Copy out all the lines in the records that include the word "helper".

☆ ☆ ☆

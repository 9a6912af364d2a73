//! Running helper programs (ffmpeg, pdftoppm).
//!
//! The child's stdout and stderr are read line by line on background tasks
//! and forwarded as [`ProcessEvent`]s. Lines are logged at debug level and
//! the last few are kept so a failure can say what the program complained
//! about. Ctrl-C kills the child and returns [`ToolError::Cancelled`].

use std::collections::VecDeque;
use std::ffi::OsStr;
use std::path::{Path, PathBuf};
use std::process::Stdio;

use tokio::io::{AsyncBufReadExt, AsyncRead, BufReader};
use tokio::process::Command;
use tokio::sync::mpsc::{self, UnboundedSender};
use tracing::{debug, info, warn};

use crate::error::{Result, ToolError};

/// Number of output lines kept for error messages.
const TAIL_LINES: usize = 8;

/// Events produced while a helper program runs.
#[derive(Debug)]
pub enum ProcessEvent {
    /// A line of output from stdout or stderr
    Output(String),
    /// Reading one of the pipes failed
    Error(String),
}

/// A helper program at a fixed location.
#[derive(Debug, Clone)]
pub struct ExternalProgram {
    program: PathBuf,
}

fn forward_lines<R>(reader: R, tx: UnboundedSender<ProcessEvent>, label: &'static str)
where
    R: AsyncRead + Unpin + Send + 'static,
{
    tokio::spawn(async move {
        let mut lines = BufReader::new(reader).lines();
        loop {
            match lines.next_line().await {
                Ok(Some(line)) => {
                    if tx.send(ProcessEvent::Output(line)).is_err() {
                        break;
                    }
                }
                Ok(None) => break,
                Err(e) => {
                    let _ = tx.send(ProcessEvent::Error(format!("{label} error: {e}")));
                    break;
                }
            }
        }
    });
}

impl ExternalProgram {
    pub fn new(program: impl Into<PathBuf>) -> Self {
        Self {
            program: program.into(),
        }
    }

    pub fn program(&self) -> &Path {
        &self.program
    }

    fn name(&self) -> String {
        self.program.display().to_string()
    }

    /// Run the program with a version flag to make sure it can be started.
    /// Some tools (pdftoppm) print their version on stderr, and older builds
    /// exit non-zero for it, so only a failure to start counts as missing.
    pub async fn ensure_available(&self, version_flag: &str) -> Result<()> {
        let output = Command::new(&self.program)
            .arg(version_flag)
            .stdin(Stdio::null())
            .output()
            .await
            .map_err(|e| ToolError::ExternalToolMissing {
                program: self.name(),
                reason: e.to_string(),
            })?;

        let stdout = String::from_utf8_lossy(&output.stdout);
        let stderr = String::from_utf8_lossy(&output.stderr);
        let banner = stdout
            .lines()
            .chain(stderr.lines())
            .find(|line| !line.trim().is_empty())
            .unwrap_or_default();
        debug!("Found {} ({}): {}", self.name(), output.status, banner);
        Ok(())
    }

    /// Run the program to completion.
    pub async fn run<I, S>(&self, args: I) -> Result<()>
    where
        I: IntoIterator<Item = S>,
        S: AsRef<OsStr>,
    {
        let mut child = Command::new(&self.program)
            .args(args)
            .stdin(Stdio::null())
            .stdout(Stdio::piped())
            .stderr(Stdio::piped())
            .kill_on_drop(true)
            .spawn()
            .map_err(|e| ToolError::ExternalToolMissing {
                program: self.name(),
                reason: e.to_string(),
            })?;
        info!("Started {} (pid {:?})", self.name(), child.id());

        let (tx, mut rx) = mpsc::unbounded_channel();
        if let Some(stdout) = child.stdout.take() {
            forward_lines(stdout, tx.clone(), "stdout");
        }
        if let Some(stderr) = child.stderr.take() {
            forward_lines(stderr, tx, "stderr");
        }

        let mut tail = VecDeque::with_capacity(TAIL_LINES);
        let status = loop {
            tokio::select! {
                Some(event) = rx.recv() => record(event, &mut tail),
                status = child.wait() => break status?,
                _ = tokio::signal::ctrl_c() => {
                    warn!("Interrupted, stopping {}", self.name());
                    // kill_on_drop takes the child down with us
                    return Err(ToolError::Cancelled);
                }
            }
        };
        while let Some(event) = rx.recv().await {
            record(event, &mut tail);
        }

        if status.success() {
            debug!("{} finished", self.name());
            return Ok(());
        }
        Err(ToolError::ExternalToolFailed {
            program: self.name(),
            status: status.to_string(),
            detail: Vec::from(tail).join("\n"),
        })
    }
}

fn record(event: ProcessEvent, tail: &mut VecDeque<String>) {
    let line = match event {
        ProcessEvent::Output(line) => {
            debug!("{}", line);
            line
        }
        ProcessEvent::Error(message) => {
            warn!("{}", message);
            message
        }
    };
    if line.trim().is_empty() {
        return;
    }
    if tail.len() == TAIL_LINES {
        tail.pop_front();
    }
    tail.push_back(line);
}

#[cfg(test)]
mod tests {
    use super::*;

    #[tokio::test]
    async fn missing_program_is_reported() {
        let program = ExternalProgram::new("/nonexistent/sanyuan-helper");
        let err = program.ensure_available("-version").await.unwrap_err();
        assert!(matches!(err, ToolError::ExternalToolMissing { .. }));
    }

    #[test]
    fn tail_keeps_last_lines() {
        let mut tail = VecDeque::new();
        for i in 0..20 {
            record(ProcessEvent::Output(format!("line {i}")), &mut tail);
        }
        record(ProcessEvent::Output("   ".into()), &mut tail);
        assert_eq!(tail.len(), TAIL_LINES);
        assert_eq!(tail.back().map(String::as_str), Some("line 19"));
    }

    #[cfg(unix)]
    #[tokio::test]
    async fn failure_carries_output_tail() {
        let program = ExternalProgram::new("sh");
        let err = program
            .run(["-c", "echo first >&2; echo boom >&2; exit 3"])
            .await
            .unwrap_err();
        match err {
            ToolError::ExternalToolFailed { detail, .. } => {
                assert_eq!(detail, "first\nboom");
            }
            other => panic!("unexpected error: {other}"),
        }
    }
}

☆ ☆ ☆

TASK SOLUTION:
//! Running helper programs (ffmpeg, pdftoppm).
/// Events produced while a helper program runs.
/// A helper program at a fixed location.
        let program = ExternalProgram::new("/nonexistent/sanyuan-helper");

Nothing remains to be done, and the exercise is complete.